Desde pequeno,
geralmente no mês de janeiro, sempre embarcávamos para a praia. Naquele tempo,
quando garoto, as excursões ganhavam estradas mais distantes e sofisticadas –
eram organizadas por conhecidos de meus pais (e pena: estranhos a mim); hoje,
não tão ambiciosas, as viagens receberam um ‘quê’ pouco mais familiar, pelo
menos no que se refere à proximidade. Sim, financeiramente tornaram-se menos poderosas,
confesso. Contudo, o tempo curto de estadia se alonga mesmo é pelos abraços de
bons braços de pessoas que convivemos na vida. Quero dizer: companhias pouco
mais lúcidas para cada um de nós.
Assim foi o mais
recente dos passeios...
Passada a jornada e já
no litoral, alguns aproveitaram o banho de mar; outros, a areia, as partidas de
bocha, o frescobol e os pontos locais de caipirinha (porque ninguém é de ferro);
enquanto isso, determinado grupo foi logo bater pernas pelo centro da cidade. Pois
é. Desassossegado, ‘caronei-me’ no terceiro (os batedores de pernas) e,
chegando lá, esperei com paciência enquanto minhas filhas escolhiam seus
suvenires. Crianças esticam o tempo, mas percebemos em seus olhos que tudo não
passa de um flash, de tão ligeiro. Só que também tenho outra maluquinha em
casa, uma leitora, e dando mais uns passos, pronto, encontramos nosso oásis:
uma pequena livraria.

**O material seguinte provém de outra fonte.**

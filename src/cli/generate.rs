use std::path::PathBuf;

use anyhow::Result;
use clap::Args;
use menuplan_engine::{Allocator, MealsPerDay, StatusReport, Week, audit};

use super::OutputFormat;
use crate::config::Config;

#[derive(Args, Debug, Clone, Default)]
pub struct GenerateArgs {
    /// Recipe catalog (overrides config file)
    #[arg(long)]
    pub catalog: Option<PathBuf>,
    /// Meals per day (overrides config file)
    #[arg(long)]
    pub meals: Option<u8>,
    /// Daily calorie ceiling, 0 for none (overrides config file)
    #[arg(long)]
    pub ceiling: Option<u32>,
    /// Previous week whose locked slots are kept
    #[arg(long)]
    pub previous: Option<PathBuf>,
    #[arg(long)]
    pub seed: Option<u64>,
    /// Write the generated week to this file
    #[arg(long)]
    pub out: Option<PathBuf>,
    #[arg(long, value_enum, default_value_t)]
    pub format: OutputFormat,
}

#[derive(Debug, Clone)]
pub struct Generated {
    pub week: Week,
    pub status: StatusReport,
}

/// Build a week under the ceiling, reusing `--previous` when it holds 7 days.
pub async fn build(config: &Config, args: &GenerateArgs) -> Result<Generated> {
    let (recipes, pools) = super::load_pools(config, args.catalog.as_deref()).await?;
    if recipes.is_empty() {
        anyhow::bail!("no recipes available");
    }

    let meals = match args.meals {
        Some(meals) => MealsPerDay::try_from(meals)?,
        None => config.menu.meals_per_day()?,
    };
    let ceiling = super::ceiling(config, args.ceiling);
    let mut rng = super::rng(args.seed);

    let allocator = Allocator::new(&pools).with_skeleton(config.menu.skeleton());

    let previous = match &args.previous {
        Some(path) => crate::catalog::load_previous_week(path).await?,
        None => None,
    };
    let base = match previous {
        Some(week) => week,
        None => allocator.fresh_week(meals, &mut rng),
    };

    let week = allocator.reallocate(&base, meals, ceiling, &mut rng);
    let status = audit(&week, ceiling);

    tracing::info!(
        meals = meals.get(),
        %ceiling,
        over_budget = status.over_budget_days.len(),
        empty_slots = status.empty_slot_count,
        "week generated"
    );

    Ok(Generated { week, status })
}

pub async fn generate(config: Config, args: GenerateArgs) -> Result<()> {
    let Generated { week, status } = build(&config, &args).await?;

    if let Some(out) = &args.out {
        crate::catalog::save_week(out, &week).await?;
    }

    match args.format {
        OutputFormat::Json => {
            let json = serde_json::json!({ "week": week, "status": status });
            println!("{}", serde_json::to_string_pretty(&json)?);
        }
        OutputFormat::Text => {
            print!("{}", crate::render::render_week(&week, config.menu.week_start));
            if let Some(message) = crate::render::status_message(&status, config.menu.week_start) {
                println!();
                println!("{message}");
            }
        }
    }

    Ok(())
}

Está certo, temos livrarias em toda parte, porém, no
espírito dali, entrei procurando suprir aquela fome de “precisar folhar”.
Nessa fuga, observando
os títulos, minha menina e eu, acabamos encontrando um vendedor bem faceiro do
tipo contador de histórias, vendeiro muito legal. Ali ele nos mostrou tudo, parecia
conhecer cada livro, cada gosto, quando... “Olha pai, quero este!” “Claro,
filha!” E sobre uma estante alta, bem acima dela, observei uma caixa. “As mil e
uma noites? Não acredito”. “Sim, estou lendo” – e sacou o primeiro daqueles
quatro volumes, não o embalado, mas um seu. “Passei anos procurando esta obra,
meu amigo. Esta aí agora é minha”. “Pode pegar, te dou de presente.” – vozeou por
entre as falas, minha esposa. Pronto! A filhota saiu com o seu, e eu com o meu embaixo dos braços.
Passeamos mais um pouco
e, já na pousada, comecei minha leitura. Ah, não acreditava que a ‘coisa’ era
bem maior do que havia previsto. O artigo inicial do primeiro dos quatro livros
demostrou o tamanho do mundo que eu estava por adentrar. Ao mesmo tempo em que
acompanhava aquelas linhas, uma paixão ia me assolando. Fui lendo como se
estivesse faminto. Entendi/senti o desespero do rei Sãhriyãr por conta da
traição de sua mulher. Sentei-me com os dois, com ele e com Sherazade e...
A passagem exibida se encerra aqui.